Plot the mean expression level of each gene separately for each batch.

This functionality is implemented in plotSCEBatchFeatureMean(). The methodology is straight forward, which plots violin plots for all the batches, and within each batch, the plot illustrates the distribution of the mean expression level of each gene. Thus the batch effect can be observed from the mean and standard deviation of each batch.

Plot a dimension reduced components to see the grouping of cells

There is no function special for batch correction, but this can be achieved simply by using the dimension reduction calculation functions (e.g. scaterPCA(), getUMAP() and getTSNE()) and plotSCEDimReduceColData().

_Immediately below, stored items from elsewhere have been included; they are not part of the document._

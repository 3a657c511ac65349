//! API layer - HTTP endpoint handlers.

mod health;
mod metrics;
mod presence;
mod routes;

pub use health::{health, stats, HealthResponse, StatsResponse};
pub use metrics::prometheus_metrics;
pub use presence::{board_presence, PresenceResponse};
pub use routes::api_routes;
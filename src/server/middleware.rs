use axum::{
    body::Body,
    extract::State,
    http::{Request, StatusCode},
    middleware::Next,
    response::Response,
};

use super::AppState;

/// API Key authentication middleware
/// Validates X-API-Key header against configured api.key
pub async fn api_key_auth(
    State(state): State<AppState>,
    req: Request<Body>,
    next: Next,
) -> Result<Response, StatusCode> {
    // If no API key is configured, allow all requests (development mode)
    let Some(expected_key) = &state.settings.api.key else {
        return Ok(next.run(req).await);
    };

    let api_key = req
        .headers()
        .get("X-API-Key")
        .and_then(|v| v.to_str().ok());

    match api_key {
        Some(key) if key == expected_key => Ok(next.run(req).await),
        Some(_) => {
            tracing::warn!("Invalid API key provided");
            Err(StatusCode::UNAUTHORIZED)
        }
        None => {
            tracing::warn!("Missing API key header");
            Err(StatusCode::UNAUTHORIZED)
        }
    }
}
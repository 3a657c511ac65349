mod settings;

pub use settings::{
    ApiConfig, JwtConfig, LogFormat, LoggingConfig, ServerConfig, Settings, WebSocketConfig,
};
use axum::{routing::get, Router};
use tower_http::{
    cors::{Any, CorsLayer},
    trace::TraceLayer,
};

use crate::api::api_routes;
use crate::websocket::ws_handler;

use super::AppState;

pub fn create_app(state: AppState) -> Router {
    // CORS configuration
    let cors = CorsLayer::new()
        .allow_origin(Any)
        .allow_methods(Any)
        .allow_headers(Any);

    Router::new()
        // Board socket
        .route("/ws/{board_id}", get(ws_handler))
        .merge(api_routes(state.clone()))
        .layer(TraceLayer::new_for_http())
        .layer(cors)
        .with_state(state)
}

sce.small <- scaterPCA(inSCE = sce.small,
                    useAssay = 'logcounts', 
                    reducedDimName = 'PCA')
plotSCEDimReduceColData(inSCE = sce.small,
                        colorBy = 'sample',
                        reducedDimName = 'PCA', 
                        title = 'PCA Before Correction')

sce.small <- scaterPCA(inSCE = sce.small,
                     useAssay = 'LIMMA', 
                     reducedDimName = 'PCA_LIMMA')
plotSCEDimReduceColData(inSCE = sce.small,
                        colorBy = 'sample',
                        reducedDimName = 'PCA_LIMMA',
                        title = 'PCA After Correction')

If the cell typing is already given, it is strongly recommended to specify shape = {colData colname for cell typing} in plotSCEDimReduceColData() to visualize the grouping simultaneously.